**Exercise instructions**
Could you copy every record exactly as it appears?

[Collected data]
***
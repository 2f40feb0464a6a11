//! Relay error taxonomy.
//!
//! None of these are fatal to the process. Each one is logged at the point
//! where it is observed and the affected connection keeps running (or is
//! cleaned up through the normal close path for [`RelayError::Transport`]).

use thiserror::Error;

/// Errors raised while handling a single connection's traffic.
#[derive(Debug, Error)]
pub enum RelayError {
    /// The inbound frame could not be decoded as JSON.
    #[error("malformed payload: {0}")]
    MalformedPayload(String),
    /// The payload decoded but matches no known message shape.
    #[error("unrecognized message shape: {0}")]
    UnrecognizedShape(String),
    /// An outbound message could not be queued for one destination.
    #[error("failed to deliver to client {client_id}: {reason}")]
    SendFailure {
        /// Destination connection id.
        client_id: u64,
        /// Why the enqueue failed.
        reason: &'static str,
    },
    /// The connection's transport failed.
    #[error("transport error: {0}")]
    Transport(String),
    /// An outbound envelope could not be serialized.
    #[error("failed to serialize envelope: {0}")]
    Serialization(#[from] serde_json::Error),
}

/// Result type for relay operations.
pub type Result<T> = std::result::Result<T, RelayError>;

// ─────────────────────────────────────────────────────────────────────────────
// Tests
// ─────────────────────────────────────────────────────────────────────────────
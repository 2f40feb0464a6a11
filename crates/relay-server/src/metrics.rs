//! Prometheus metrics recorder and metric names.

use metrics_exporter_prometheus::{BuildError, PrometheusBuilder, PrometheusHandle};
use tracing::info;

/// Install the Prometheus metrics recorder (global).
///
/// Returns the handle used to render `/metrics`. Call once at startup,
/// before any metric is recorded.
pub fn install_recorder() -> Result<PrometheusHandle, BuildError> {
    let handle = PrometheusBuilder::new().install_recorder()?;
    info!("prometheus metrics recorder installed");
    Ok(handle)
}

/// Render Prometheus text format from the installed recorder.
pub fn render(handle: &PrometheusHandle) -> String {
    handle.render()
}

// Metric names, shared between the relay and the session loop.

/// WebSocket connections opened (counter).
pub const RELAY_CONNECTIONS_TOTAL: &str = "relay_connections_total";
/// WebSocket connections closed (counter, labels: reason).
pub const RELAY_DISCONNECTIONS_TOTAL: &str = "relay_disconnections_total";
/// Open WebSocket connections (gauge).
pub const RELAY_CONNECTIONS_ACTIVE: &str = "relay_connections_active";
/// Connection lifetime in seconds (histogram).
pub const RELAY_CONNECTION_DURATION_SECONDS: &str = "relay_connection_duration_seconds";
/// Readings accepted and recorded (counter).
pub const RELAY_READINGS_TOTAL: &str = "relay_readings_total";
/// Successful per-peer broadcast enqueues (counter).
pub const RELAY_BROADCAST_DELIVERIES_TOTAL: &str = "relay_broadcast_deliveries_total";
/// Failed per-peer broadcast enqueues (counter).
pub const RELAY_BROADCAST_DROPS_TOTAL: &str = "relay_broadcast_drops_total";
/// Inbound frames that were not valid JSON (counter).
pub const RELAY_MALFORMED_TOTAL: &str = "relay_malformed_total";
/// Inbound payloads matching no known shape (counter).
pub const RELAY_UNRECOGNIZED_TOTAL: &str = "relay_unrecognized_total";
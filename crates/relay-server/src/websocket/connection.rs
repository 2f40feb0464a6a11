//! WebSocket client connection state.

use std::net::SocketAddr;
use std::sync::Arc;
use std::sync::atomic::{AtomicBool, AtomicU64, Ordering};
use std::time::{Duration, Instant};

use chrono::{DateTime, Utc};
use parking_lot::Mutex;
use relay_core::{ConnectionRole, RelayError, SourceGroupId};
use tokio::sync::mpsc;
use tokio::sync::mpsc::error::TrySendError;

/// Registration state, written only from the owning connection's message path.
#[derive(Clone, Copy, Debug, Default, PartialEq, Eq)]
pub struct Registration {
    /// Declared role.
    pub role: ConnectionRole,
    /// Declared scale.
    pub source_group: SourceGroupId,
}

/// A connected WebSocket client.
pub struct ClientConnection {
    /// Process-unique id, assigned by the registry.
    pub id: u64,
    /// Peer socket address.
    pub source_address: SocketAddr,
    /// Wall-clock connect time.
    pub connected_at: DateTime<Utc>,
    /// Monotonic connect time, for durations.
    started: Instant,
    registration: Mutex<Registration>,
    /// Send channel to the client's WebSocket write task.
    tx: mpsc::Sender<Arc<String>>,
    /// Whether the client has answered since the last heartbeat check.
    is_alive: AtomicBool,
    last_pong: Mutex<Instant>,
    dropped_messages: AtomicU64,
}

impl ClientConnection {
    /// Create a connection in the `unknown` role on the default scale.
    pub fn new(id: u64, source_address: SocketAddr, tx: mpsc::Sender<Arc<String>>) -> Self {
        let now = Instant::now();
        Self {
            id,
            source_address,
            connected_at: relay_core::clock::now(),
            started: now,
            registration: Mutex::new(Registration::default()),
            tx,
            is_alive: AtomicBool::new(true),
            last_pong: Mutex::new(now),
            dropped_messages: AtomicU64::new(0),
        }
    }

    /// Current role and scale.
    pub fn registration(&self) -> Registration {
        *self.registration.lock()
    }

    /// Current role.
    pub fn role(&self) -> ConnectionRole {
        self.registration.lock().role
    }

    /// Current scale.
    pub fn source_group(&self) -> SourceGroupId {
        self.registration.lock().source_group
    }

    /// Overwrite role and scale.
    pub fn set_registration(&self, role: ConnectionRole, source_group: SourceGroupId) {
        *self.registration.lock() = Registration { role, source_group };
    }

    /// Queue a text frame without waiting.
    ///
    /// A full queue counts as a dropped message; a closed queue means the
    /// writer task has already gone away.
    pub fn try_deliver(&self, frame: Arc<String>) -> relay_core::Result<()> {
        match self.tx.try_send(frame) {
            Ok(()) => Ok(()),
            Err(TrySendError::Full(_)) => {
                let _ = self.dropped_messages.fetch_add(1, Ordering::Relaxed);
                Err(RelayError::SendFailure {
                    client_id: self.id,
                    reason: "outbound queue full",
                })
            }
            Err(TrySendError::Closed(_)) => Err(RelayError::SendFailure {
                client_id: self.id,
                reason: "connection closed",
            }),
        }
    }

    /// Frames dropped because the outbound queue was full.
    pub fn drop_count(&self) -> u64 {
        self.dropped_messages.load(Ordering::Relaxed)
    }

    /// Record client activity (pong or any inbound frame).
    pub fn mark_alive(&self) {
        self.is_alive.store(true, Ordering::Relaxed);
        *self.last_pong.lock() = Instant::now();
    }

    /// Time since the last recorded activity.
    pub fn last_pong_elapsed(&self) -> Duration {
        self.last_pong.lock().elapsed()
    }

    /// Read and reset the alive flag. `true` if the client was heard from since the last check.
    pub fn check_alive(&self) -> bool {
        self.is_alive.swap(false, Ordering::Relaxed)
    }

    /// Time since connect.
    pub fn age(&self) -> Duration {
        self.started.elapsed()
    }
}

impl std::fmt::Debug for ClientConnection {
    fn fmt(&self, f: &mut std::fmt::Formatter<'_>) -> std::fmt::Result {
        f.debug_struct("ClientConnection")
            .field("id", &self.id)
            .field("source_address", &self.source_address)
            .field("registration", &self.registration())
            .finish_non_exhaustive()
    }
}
***
**Result below**
repository 2f40feb0464a6a11
//! Relay error taxonomy.
//!
//! None of these are fatal to the process. Each one is logged at the point
//! where it is observed and the affected connection keeps running (or is
//! cleaned up through the normal close path for [`RelayError::Transport`]).

use thiserror::Error;

/// Errors raised while handling a single connection's traffic.
#[derive(Debug, Error)]
pub enum RelayError {
    /// The inbound frame could not be decoded as JSON.
    #[error("malformed payload: {0}")]
    MalformedPayload(String),
    /// The payload decoded but matches no known message shape.
    #[error("unrecognized message shape: {0}")]
    UnrecognizedShape(String),
    /// An outbound message could not be queued for one destination.
    #[error("failed to deliver to client {client_id}: {reason}")]
    SendFailure {
        /// Destination connection id.
        client_id: u64,
        /// Why the enqueue failed.
        reason: &'static str,
    },
    /// The connection's transport failed.
    #[error("transport error: {0}")]
    Transport(String),
    /// An outbound envelope could not be serialized.
    #[error("failed to serialize envelope: {0}")]
    Serialization(#[from] serde_json::Error),
}

/// Result type for relay operations.
pub type Result<T> = std::result::Result<T, RelayError>;

// ─────────────────────────────────────────────────────────────────────────────
// Tests
// ─────────────────────────────────────────────────────────────────────────────
repository 2f40feb0464a6a11
filename crates/relay-server/src/metrics.rs
//! Prometheus metrics recorder and metric names.

use metrics_exporter_prometheus::{BuildError, PrometheusBuilder, PrometheusHandle};
use tracing::info;

/// Install the Prometheus metrics recorder (global).
///
/// Returns the handle used to render `/metrics`. Call once at startup,
/// before any metric is recorded.
pub fn install_recorder() -> Result<PrometheusHandle, BuildError> {
    let handle = PrometheusBuilder::new().install_recorder()?;
    info!("prometheus metrics recorder installed");
    Ok(handle)
}

/// Render Prometheus text format from the installed recorder.
pub fn render(handle: &PrometheusHandle) -> String {
    handle.render()
}

// Metric names, shared between the relay and the session loop.

/// WebSocket connections opened (counter).
pub const RELAY_CONNECTIONS_TOTAL: &str = "relay_connections_total";
/// WebSocket connections closed (counter, labels: reason).
pub const RELAY_DISCONNECTIONS_TOTAL: &str = "relay_disconnections_total";
/// Open WebSocket connections (gauge).
pub const RELAY_CONNECTIONS_ACTIVE: &str = "relay_connections_active";
/// Connection lifetime in seconds (histogram).
pub const RELAY_CONNECTION_DURATION_SECONDS: &str = "relay_connection_duration_seconds";
/// Readings accepted and recorded (counter).
pub const RELAY_READINGS_TOTAL: &str = "relay_readings_total";
/// Successful per-peer broadcast enqueues (counter).
pub const RELAY_BROADCAST_DELIVERIES_TOTAL: &str = "relay_broadcast_deliveries_total";
/// Failed per-peer broadcast enqueues (counter).
pub const RELAY_BROADCAST_DROPS_TOTAL: &str = "relay_broadcast_drops_total";
/// Inbound frames that were not valid JSON (counter).
pub const RELAY_MALFORMED_TOTAL: &str = "relay_malformed_total";
/// Inbound payloads matching no known shape (counter).
pub const RELAY_UNRECOGNIZED_TOTAL: &str = "relay_unrecognized_total";
filename crates/relay-server/src/websocket/connection.rs
repository 2f40feb0464a6a11
//! WebSocket client connection state.

use std::net::SocketAddr;
use std::sync::Arc;
use std::sync::atomic::{AtomicBool, AtomicU64, Ordering};
use std::time::{Duration, Instant};

use chrono::{DateTime, Utc};
use parking_lot::Mutex;
use relay_core::{ConnectionRole, RelayError, SourceGroupId};
use tokio::sync::mpsc;
use tokio::sync::mpsc::error::TrySendError;

/// Registration state, written only from the owning connection's message path.
#[derive(Clone, Copy, Debug, Default, PartialEq, Eq)]
pub struct Registration {
    /// Declared role.
    pub role: ConnectionRole,
    /// Declared scale.
    pub source_group: SourceGroupId,
}

/// A connected WebSocket client.
pub struct ClientConnection {
    /// Process-unique id, assigned by the registry.
    pub id: u64,
    /// Peer socket address.
    pub source_address: SocketAddr,
    /// Wall-clock connect time.
    pub connected_at: DateTime<Utc>,
    /// Monotonic connect time, for durations.
    started: Instant,
    registration: Mutex<Registration>,
    /// Send channel to the client's WebSocket write task.
    tx: mpsc::Sender<Arc<String>>,
    /// Whether the client has answered since the last heartbeat check.
    is_alive: AtomicBool,
    last_pong: Mutex<Instant>,
    dropped_messages: AtomicU64,
}

impl ClientConnection {
    /// Create a connection in the `unknown` role on the default scale.
    pub fn new(id: u64, source_address: SocketAddr, tx: mpsc::Sender<Arc<String>>) -> Self {
        let now = Instant::now();
        Self {
            id,
            source_address,
            connected_at: relay_core::clock::now(),
            started: now,
            registration: Mutex::new(Registration::default()),
            tx,
            is_alive: AtomicBool::new(true),
            last_pong: Mutex::new(now),
            dropped_messages: AtomicU64::new(0),
        }
    }

    /// Current role and scale.
    pub fn registration(&self) -> Registration {
        *self.registration.lock()
    }

    /// Current role.
    pub fn role(&self) -> ConnectionRole {
        self.registration.lock().role
    }

    /// Current scale.
    pub fn source_group(&self) -> SourceGroupId {
        self.registration.lock().source_group
    }

    /// Overwrite role and scale.
    pub fn set_registration(&self, role: ConnectionRole, source_group: SourceGroupId) {
        *self.registration.lock() = Registration { role, source_group };
    }

    /// Queue a text frame without waiting.
    ///
    /// A full queue counts as a dropped message; a closed queue means the
    /// writer task has already gone away.
    pub fn try_deliver(&self, frame: Arc<String>) -> relay_core::Result<()> {
        match self.tx.try_send(frame) {
            Ok(()) => Ok(()),
            Err(TrySendError::Full(_)) => {
                let _ = self.dropped_messages.fetch_add(1, Ordering::Relaxed);
                Err(RelayError::SendFailure {
                    client_id: self.id,
                    reason: "outbound queue full",
                })
            }
            Err(TrySendError::Closed(_)) => Err(RelayError::SendFailure {
                client_id: self.id,
                reason: "connection closed",
            }),
        }
    }

    /// Frames dropped because the outbound queue was full.
    pub fn drop_count(&self) -> u64 {
        self.dropped_messages.load(Ordering::Relaxed)
    }

    /// Record client activity (pong or any inbound frame).
    pub fn mark_alive(&self) {
        self.is_alive.store(true, Ordering::Relaxed);
        *self.last_pong.lock() = Instant::now();
    }

    /// Time since the last recorded activity.
    pub fn last_pong_elapsed(&self) -> Duration {
        self.last_pong.lock().elapsed()
    }

    /// Read and reset the alive flag. `true` if the client was heard from since the last check.
    pub fn check_alive(&self) -> bool {
        self.is_alive.swap(false, Ordering::Relaxed)
    }

    /// Time since connect.
    pub fn age(&self) -> Duration {
        self.started.elapsed()
    }
}

impl std::fmt::Debug for ClientConnection {
    fn fmt(&self, f: &mut std::fmt::Formatter<'_>) -> std::fmt::Result {
        f.debug_struct("ClientConnection")
            .field("id", &self.id)
            .field("source_address", &self.source_address)
            .field("registration", &self.registration())
            .finish_non_exhaustive()
    }
}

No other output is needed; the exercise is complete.